During the break, I visualized what I was going to do to improve my driving and lap speeds. I went out the next session trying to remember all that was presented. I took the parade lap, waving to the corner workers, checked my gauges on the back straight, rounded Turn 4 of the banked oval, and there was the green flag; time to let it hammer and see if I could improve. Turn 1 was easier since I did not have full speed off of the last corner. I braked and turned for it then hit the gas a little on the short straight between 1 and 2. I braked a little for Turn 2, let up and started cranking in some steering. Suddenly my car was spinning in circles. I two-footed it and came to a stop in the grass, missing Gateway’s infamous concrete walls. I remembered to look for the corner worker and signaled that I was OK. He waited for traffic to clear and sent me out. The rest of the session was uneventful, but I learned a lesson: Don’t push it on cold tires! Needless to say, I was hooked.

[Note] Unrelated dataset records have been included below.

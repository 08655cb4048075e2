use base64::{engine::general_purpose::STANDARD, Engine};
use serde::{Deserialize, Serialize};
use std::path::{Path, PathBuf};
use std::time::Duration;

use crate::ai::retry::RetryPolicy;
use crate::error::ConfigError;

const DEFAULT_TOKEN_URI: &str = "https://oauth2.googleapis.com/token";

#[derive(Debug, Clone, Serialize, Deserialize)]
#[serde(default)]
pub struct AppConfig {
    pub gemini_api_key: String,
    pub gemini_base_url: String,
    pub model_candidates: Vec<String>,
    /// Service-account JSON, either inline as an object or as a string holding raw
    /// or base64-encoded JSON.
    pub firebase_credentials: Option<serde_json::Value>,
    pub firestore_base_url: String,
    pub task_collection: String,
    pub assistant_max_attempts: u32,
    pub assistant_base_delay_secs: u64,
    pub max_image_width: u32,
}

impl Default for AppConfig {
    fn default() -> Self {
        Self {
            gemini_api_key: String::new(),
            gemini_base_url: "https://generativelanguage.googleapis.com/v1beta".to_string(),
            model_candidates: vec![
                "gemini-1.5-flash-latest".to_string(),
                "gemini-1.5-pro-latest".to_string(),
                "gemini-1.5-flash".to_string(),
                "gemini-1.5-pro".to_string(),
            ],
            firebase_credentials: None,
            firestore_base_url: "https://firestore.googleapis.com/v1".to_string(),
            task_collection: "rpa_tasks".to_string(),
            assistant_max_attempts: 3,
            assistant_base_delay_secs: 2,
            max_image_width: 1280,
        }
    }
}

/// Where `config.json` lives: `$RPA_DASHBOARD_HOME`, else the platform config dir.
pub fn config_dir() -> PathBuf {
    if let Ok(home) = std::env::var("RPA_DASHBOARD_HOME") {
        if !home.is_empty() {
            return PathBuf::from(home);
        }
    }
    dirs::config_dir()
        .unwrap_or_else(|| PathBuf::from("."))
        .join("rpa-dashboard")
}

impl AppConfig {
    pub fn load(config_dir: &Path) -> Self {
        let mut config = Self::load_file(config_dir);

        // Secrets from the environment win over anything on disk
        if let Ok(key) = std::env::var("GEMINI_API_KEY") {
            if !key.is_empty() {
                config.gemini_api_key = key;
            }
        }
        if let Ok(creds) = std::env::var("FIREBASE_CREDENTIALS") {
            if !creds.trim().is_empty() {
                config.firebase_credentials = Some(serde_json::Value::String(creds));
            }
        }

        config
    }

    /// Reads `config.json` without consulting the environment. A missing file is
    /// created with defaults.
    pub fn load_file(config_dir: &Path) -> Self {
        let config_path = config_dir.join("config.json");
        if config_path.exists() {
            match std::fs::read_to_string(&config_path) {
                Ok(content) => serde_json::from_str(&content).unwrap_or_else(|e| {
                    log::warn!("Ignoring unreadable {}: {}", config_path.display(), e);
                    Self::default()
                }),
                Err(e) => {
                    log::warn!("Failed to read {}: {}", config_path.display(), e);
                    Self::default()
                }
            }
        } else {
            let c = Self::default();
            c.save(config_dir);
            c
        }
    }

    pub fn save(&self, config_dir: &Path) {
        if let Err(e) = std::fs::create_dir_all(config_dir) {
            log::warn!("Failed to create {}: {}", config_dir.display(), e);
            return;
        }
        let config_path = config_dir.join("config.json");
        if let Ok(content) = serde_json::to_string_pretty(self) {
            std::fs::write(config_path, content).ok();
        }
    }

    /// Startup validation. Nothing touches the network here.
    pub fn secrets(&self) -> Result<Secrets, ConfigError> {
        let api_key = self.gemini_api_key.trim();
        if api_key.is_empty() {
            return Err(ConfigError::MissingApiKey);
        }

        let raw = self
            .firebase_credentials
            .as_ref()
            .ok_or(ConfigError::MissingStoreCredential)?;

        Ok(Secrets {
            gemini_api_key: api_key.to_string(),
            service_account: ServiceAccount::from_value(raw)?,
        })
    }

    pub fn assistant_retry_policy(&self) -> RetryPolicy {
        RetryPolicy::linear(
            self.assistant_max_attempts,
            Duration::from_secs(self.assistant_base_delay_secs),
        )
    }
}

#[derive(Debug, Clone)]
pub struct Secrets {
    pub gemini_api_key: String,
    pub service_account: ServiceAccount,
}

#[derive(Clone, Deserialize)]
pub struct ServiceAccount {
    pub project_id: String,
    pub client_email: String,
    pub private_key: String,
    #[serde(default = "default_token_uri")]
    pub token_uri: String,
}

fn default_token_uri() -> String {
    DEFAULT_TOKEN_URI.to_string()
}

// Keeps the private key out of logs.
impl std::fmt::Debug for ServiceAccount {
    fn fmt(&self, f: &mut std::fmt::Formatter<'_>) -> std::fmt::Result {
        f.debug_struct("ServiceAccount")
            .field("project_id", &self.project_id)
            .field("client_email", &self.client_email)
            .field("token_uri", &self.token_uri)
            .finish_non_exhaustive()
    }
}

impl ServiceAccount {
    pub fn from_value(value: &serde_json::Value) -> Result<Self, ConfigError> {
        let object = match value {
            serde_json::Value::Object(_) => value.clone(),
            serde_json::Value::String(s) => decode_credential_blob(s)?,
            serde_json::Value::Null => return Err(ConfigError::MissingStoreCredential),
            other => {
                return Err(ConfigError::InvalidStoreCredential(format!(
                    "expected an object or a string, got {}",
                    other
                )))
            }
        };

        let mut account: ServiceAccount = serde_json::from_value(object)
            .map_err(|e| ConfigError::InvalidStoreCredential(e.to_string()))?;

        for (name, field) in [
            ("project_id", &account.project_id),
            ("client_email", &account.client_email),
            ("private_key", &account.private_key),
        ] {
            if field.trim().is_empty() {
                return Err(ConfigError::InvalidStoreCredential(format!("{} is empty", name)));
            }
        }

        // Secret stores often flatten the PEM onto one line with escaped newlines
        account.private_key = account.private_key.replace("\\n", "\n");
        Ok(account)
    }
}

fn decode_credential_blob(blob: &str) -> Result<serde_json::Value, ConfigError> {
    let blob = blob.trim();
    if blob.is_empty() {
        return Err(ConfigError::MissingStoreCredential);
    }

    let json = if blob.starts_with('{') {
        blob.to_string()
    } else {
        let bytes = STANDARD
            .decode(blob)
            .map_err(|e| ConfigError::InvalidStoreCredential(format!("bad base64: {}", e)))?;
        String::from_utf8(bytes)
            .map_err(|e| ConfigError::InvalidStoreCredential(format!("not UTF-8: {}", e)))?
    };

    serde_json::from_str(&json)
        .map_err(|e| ConfigError::InvalidStoreCredential(format!("bad JSON: {}", e)))
}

Since then St. Louis SCCA has hosted several dedicated PDX days that I have attended, the second year, I invited my wife to attend an event (OK I almost begged). She never cared much for Solo, but by lunch time that day she was asking the instructors if there were other tracks that held track day events; she was hooked. We soon decided that she should not beat up her daily driver, so over the winter we bought a base model Solstice, installed a rollbar, and hit the tracks the next year. Only one problem, it did not go fast enough! In typical hot rodder fashion we bought a supercharger off of a wrecked Cobalt SS, chopped off the neck that would have protruded through the firewall, installed some silicone elbows and aluminum tubing, and did a little tuning. Now with a sticky set of tires, she can keep up with most of the C4 and C5 Vettes!
Unfortunately Gateway has closed, and we have to drive to the Autobahn or Putnam Park; both are nice tracks, just a longer haul. Keep up the good work.
Thanks for sharing, Kenneth. Track days are a blast, and it’s nice to see how mainstream it’s becoming. Your story just made it clear how addicting it can be. Now for the question we’re all wondering: Who’s the better corner carver, you or your better half? Just kidding, we’re sure you’ll agree, it’s her.